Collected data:
--
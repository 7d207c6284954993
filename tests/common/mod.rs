#![allow(dead_code)]

use std::sync::Arc;
use std::sync::atomic::{AtomicUsize, Ordering};

use async_trait::async_trait;
use parking_lot::Mutex;

use hybrid_intent::classifier::strategy::EmbeddingBackends;
use hybrid_intent::classifier::types::Example;
use hybrid_intent::embedding::EmbeddingProvider;
use hybrid_intent::error::{IntentError, Result};
use hybrid_intent::similarity::token_set;
use hybrid_intent::validation::QueryValidator;

pub const DIMENSION: usize = 16;

pub fn travel_dataset() -> Vec<Example> {
    vec![
        Example::new("How do I book a flight?", "book_flight"),
        Example::new("I need to reserve a ticket", "book_flight"),
        Example::new("What's the weather like?", "weather_query"),
    ]
}

/// Hashes word tokens into a fixed number of buckets.
#[derive(Default)]
pub struct HashingProvider {
    failing: Mutex<Vec<String>>,
    pub requests: AtomicUsize,
    pub texts: AtomicUsize,
}

impl HashingProvider {
    pub fn new() -> Arc<Self> {
        Arc::new(Self::default())
    }

    pub fn fail_on(&self, text: &str) {
        self.failing.lock().push(text.to_string());
    }

    pub fn recover(&self) {
        self.failing.lock().clear();
    }

    pub fn requests(&self) -> usize {
        self.requests.load(Ordering::SeqCst)
    }

    pub fn texts(&self) -> usize {
        self.texts.load(Ordering::SeqCst)
    }
}

pub fn hash_vector(text: &str) -> Vec<f32> {
    let mut vector = vec![0.0f32; DIMENSION];
    for token in token_set(text) {
        let bucket = token
            .bytes()
            .fold(7usize, |acc, b| acc.wrapping_mul(31).wrapping_add(usize::from(b)))
            % DIMENSION;
        vector[bucket] += 1.0;
    }
    vector
}

#[async_trait]
impl EmbeddingProvider for HashingProvider {
    async fn embed_batch(&self, texts: &[&str]) -> Result<Vec<Vec<f32>>> {
        self.requests.fetch_add(1, Ordering::SeqCst);
        if let Some(text) = texts
            .iter()
            .find(|text| self.failing.lock().iter().any(|f| f == *text))
        {
            return Err(IntentError::provider(format!("refusing {text:?}")));
        }
        self.texts.fetch_add(texts.len(), Ordering::SeqCst);
        Ok(texts.iter().map(|text| hash_vector(text)).collect())
    }

    fn name(&self) -> &str {
        "hashing"
    }
}

/// Accepts every query and counts calls.
#[derive(Default)]
pub struct CountingValidator {
    pub calls: AtomicUsize,
}

impl CountingValidator {
    pub fn new() -> Arc<Self> {
        Arc::new(Self::default())
    }

    pub fn calls(&self) -> usize {
        self.calls.load(Ordering::SeqCst)
    }
}

#[async_trait]
impl QueryValidator for CountingValidator {
    async fn validate(&self, _query: &str) -> Result<bool> {
        self.calls.fetch_add(1, Ordering::SeqCst);
        Ok(true)
    }
}

pub fn backends(
    provider: &Arc<HashingProvider>,
    validator: &Arc<CountingValidator>,
) -> EmbeddingBackends {
    EmbeddingBackends::new(provider.clone(), validator.clone())
}

pub fn init_logger() {
    let _ = env_logger::builder().is_test(true).try_init();
}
--
→ Problem details
Only the lines that contain the string "true" should be copied from the entries above.

→ Completed exercise
        Ok(true)
    let _ = env_logger::builder().is_test(true).try_init();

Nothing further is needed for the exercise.